• [WORK ITEM]
Below are entries; output exactly the lines from the one with "filename application/src/stats.rs" to the one with "pub struct DashboardStats", both included, and nothing else.

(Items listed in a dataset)
++++

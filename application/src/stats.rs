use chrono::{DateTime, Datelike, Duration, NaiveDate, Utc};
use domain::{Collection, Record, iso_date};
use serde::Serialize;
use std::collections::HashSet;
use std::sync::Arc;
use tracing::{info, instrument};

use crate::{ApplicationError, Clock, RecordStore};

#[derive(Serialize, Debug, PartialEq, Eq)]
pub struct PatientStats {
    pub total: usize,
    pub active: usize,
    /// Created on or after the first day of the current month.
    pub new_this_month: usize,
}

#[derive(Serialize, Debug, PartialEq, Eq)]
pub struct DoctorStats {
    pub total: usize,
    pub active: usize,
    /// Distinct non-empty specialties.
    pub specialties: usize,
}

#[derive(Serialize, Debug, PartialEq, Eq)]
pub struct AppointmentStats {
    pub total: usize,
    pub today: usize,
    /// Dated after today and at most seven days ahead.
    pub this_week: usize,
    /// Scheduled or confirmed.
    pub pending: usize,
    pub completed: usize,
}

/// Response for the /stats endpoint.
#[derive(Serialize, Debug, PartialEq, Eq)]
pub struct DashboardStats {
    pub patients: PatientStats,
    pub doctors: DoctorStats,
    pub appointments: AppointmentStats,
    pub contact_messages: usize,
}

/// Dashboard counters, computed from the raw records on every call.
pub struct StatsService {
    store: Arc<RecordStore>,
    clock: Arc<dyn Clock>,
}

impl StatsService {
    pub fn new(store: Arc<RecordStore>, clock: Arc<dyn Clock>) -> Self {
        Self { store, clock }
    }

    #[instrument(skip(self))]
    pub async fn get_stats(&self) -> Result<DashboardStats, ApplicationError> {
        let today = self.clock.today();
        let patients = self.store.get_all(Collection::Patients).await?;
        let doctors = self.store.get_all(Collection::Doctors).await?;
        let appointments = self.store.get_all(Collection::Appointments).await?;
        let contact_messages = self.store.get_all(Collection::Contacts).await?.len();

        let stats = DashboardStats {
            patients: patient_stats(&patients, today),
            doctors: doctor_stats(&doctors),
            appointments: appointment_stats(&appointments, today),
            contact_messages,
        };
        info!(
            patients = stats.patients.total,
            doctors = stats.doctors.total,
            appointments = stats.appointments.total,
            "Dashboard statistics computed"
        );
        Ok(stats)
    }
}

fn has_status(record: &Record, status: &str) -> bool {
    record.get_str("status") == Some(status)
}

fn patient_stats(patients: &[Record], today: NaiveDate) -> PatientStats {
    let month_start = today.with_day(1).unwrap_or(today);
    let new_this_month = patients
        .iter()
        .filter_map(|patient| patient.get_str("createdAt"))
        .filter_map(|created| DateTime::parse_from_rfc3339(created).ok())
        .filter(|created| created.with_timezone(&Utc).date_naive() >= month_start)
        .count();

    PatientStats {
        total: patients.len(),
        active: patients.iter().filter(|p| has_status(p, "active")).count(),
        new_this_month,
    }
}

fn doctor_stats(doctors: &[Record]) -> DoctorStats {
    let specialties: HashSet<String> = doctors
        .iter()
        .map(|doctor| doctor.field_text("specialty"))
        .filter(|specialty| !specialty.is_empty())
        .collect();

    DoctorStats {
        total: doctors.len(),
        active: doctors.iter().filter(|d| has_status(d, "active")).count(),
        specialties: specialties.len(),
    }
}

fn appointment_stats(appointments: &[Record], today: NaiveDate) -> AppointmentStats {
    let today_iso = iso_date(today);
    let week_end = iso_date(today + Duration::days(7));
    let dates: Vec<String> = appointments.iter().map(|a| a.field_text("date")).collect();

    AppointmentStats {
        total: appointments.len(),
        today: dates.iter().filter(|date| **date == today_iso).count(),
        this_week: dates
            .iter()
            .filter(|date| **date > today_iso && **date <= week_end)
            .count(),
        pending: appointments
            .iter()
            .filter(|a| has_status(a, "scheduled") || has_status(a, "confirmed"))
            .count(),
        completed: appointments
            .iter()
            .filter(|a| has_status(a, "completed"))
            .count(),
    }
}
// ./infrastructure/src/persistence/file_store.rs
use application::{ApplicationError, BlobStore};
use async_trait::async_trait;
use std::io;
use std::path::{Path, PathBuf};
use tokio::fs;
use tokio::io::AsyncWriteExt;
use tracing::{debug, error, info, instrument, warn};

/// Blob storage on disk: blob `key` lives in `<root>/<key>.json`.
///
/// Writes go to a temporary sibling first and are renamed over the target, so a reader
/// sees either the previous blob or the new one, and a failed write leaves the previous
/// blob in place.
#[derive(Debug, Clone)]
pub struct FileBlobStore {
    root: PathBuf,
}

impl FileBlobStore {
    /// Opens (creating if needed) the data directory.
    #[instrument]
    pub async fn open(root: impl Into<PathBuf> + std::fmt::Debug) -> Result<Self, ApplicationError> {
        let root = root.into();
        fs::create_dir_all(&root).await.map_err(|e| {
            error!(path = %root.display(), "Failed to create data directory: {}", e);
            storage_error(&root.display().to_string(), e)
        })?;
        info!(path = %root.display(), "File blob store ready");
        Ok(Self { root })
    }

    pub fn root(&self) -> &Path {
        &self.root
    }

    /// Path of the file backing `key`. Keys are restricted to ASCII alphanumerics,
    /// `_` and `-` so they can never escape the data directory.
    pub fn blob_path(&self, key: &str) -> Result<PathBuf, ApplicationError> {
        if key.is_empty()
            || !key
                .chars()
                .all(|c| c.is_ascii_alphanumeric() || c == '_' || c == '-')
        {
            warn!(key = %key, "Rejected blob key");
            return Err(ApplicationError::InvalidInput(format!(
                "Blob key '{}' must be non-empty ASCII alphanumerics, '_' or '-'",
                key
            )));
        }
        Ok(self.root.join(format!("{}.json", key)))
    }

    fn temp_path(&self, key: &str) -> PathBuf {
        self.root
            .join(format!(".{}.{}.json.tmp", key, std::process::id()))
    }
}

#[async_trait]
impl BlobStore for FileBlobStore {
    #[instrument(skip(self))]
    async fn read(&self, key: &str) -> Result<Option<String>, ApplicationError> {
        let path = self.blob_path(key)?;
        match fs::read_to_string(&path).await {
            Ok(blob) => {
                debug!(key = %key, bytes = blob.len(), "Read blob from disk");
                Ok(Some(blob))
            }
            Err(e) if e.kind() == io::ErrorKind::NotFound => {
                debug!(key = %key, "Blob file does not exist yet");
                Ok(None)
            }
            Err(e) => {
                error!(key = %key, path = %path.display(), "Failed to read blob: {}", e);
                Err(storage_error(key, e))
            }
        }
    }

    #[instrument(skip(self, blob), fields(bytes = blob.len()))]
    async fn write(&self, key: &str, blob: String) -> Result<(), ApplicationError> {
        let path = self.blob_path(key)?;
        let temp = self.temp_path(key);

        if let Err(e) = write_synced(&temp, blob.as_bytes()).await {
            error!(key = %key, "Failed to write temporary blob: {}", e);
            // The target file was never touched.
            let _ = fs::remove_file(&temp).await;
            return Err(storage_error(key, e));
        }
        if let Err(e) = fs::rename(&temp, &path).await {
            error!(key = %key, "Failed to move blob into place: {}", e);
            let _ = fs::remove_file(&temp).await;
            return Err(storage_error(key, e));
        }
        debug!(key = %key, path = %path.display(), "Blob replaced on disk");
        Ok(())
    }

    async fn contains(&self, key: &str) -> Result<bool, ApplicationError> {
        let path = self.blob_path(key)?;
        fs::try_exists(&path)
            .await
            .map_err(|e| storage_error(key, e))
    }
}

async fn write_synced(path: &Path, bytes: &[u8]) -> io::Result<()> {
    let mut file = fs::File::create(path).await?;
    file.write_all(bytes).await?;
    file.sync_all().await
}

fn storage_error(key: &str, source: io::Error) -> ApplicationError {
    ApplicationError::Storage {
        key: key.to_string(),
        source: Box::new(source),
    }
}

++++

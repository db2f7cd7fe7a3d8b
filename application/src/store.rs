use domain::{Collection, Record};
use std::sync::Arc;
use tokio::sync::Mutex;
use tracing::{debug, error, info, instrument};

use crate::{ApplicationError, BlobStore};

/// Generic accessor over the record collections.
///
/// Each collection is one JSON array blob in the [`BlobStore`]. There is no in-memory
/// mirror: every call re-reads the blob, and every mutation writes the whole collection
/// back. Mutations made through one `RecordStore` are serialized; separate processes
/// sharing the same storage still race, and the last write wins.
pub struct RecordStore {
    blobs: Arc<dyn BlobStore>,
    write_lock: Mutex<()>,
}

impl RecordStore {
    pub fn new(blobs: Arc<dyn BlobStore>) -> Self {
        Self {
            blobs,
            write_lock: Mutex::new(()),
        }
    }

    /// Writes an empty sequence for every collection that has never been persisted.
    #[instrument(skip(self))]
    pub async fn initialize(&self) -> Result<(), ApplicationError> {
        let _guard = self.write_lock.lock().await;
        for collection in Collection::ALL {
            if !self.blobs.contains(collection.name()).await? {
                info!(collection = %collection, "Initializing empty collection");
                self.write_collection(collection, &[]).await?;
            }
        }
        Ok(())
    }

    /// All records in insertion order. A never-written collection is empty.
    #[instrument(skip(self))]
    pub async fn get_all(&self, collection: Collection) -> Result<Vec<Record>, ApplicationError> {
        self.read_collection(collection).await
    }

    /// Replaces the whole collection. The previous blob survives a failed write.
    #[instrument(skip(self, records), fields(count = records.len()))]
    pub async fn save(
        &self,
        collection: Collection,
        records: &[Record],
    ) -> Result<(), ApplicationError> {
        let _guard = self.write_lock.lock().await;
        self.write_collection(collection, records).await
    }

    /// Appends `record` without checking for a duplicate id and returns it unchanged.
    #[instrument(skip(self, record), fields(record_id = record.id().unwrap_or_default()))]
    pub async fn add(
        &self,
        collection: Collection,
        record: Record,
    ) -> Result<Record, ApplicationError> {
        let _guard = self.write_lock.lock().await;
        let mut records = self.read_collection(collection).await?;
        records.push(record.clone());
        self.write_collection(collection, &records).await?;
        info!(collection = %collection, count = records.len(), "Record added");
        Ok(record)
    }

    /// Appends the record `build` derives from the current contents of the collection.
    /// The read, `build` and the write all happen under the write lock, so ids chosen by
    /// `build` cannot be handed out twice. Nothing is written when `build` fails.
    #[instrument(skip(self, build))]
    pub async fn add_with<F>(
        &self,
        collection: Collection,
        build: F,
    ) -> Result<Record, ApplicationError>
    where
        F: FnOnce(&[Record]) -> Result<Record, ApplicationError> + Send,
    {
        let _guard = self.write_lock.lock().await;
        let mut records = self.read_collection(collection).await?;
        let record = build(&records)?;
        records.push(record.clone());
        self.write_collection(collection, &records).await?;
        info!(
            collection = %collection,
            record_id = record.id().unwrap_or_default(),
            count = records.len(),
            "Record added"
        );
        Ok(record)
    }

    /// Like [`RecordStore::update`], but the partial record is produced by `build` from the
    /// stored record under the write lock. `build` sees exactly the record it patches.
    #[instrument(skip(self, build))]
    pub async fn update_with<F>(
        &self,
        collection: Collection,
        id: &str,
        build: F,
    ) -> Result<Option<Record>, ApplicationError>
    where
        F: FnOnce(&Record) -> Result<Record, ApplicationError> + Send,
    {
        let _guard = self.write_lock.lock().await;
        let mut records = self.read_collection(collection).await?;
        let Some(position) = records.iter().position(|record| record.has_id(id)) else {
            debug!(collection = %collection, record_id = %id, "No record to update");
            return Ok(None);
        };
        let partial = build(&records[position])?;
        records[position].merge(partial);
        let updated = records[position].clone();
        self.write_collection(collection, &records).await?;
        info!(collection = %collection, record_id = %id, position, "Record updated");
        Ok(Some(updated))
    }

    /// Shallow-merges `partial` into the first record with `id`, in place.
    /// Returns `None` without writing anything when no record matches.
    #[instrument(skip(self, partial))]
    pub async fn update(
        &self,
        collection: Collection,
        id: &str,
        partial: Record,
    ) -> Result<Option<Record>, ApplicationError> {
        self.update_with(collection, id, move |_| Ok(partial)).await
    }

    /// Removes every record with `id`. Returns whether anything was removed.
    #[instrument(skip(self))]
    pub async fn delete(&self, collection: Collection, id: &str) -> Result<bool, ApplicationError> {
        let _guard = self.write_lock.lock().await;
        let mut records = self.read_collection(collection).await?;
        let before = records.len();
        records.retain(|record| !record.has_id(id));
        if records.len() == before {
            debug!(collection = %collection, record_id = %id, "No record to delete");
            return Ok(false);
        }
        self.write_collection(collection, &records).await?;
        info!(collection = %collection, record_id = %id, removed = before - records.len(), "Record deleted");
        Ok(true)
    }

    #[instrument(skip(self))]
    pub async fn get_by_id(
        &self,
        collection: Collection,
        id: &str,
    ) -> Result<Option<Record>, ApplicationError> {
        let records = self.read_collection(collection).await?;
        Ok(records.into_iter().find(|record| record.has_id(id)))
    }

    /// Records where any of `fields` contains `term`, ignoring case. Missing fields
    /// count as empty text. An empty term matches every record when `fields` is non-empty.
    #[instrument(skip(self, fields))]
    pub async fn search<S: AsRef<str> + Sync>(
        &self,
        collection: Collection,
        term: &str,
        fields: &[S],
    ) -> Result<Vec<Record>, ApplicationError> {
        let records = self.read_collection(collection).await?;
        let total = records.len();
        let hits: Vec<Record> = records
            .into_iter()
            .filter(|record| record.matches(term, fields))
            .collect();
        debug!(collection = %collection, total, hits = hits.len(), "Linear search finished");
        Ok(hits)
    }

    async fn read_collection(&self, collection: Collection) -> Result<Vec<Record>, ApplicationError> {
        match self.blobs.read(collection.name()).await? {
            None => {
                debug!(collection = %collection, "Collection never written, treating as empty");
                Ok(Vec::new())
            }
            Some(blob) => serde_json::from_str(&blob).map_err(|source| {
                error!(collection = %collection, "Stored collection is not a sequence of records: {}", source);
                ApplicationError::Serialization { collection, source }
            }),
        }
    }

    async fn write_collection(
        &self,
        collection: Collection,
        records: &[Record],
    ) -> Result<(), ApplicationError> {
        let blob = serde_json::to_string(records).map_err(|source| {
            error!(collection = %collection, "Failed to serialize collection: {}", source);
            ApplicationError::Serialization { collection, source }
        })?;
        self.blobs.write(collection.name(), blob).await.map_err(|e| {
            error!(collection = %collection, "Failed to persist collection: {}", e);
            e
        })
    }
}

++++

• [EXERCISE OUTPUT]
filename application/src/stats.rs
use chrono::{DateTime, Datelike, Duration, NaiveDate, Utc};
use domain::{Collection, Record, iso_date};
use serde::Serialize;
use std::collections::HashSet;
use std::sync::Arc;
use tracing::{info, instrument};

use crate::{ApplicationError, Clock, RecordStore};

#[derive(Serialize, Debug, PartialEq, Eq)]
pub struct PatientStats {
    pub total: usize,
    pub active: usize,
    /// Created on or after the first day of the current month.
    pub new_this_month: usize,
}

#[derive(Serialize, Debug, PartialEq, Eq)]
pub struct DoctorStats {
    pub total: usize,
    pub active: usize,
    /// Distinct non-empty specialties.
    pub specialties: usize,
}

#[derive(Serialize, Debug, PartialEq, Eq)]
pub struct AppointmentStats {
    pub total: usize,
    pub today: usize,
    /// Dated after today and at most seven days ahead.
    pub this_week: usize,
    /// Scheduled or confirmed.
    pub pending: usize,
    pub completed: usize,
}

/// Response for the /stats endpoint.
#[derive(Serialize, Debug, PartialEq, Eq)]
pub struct DashboardStats {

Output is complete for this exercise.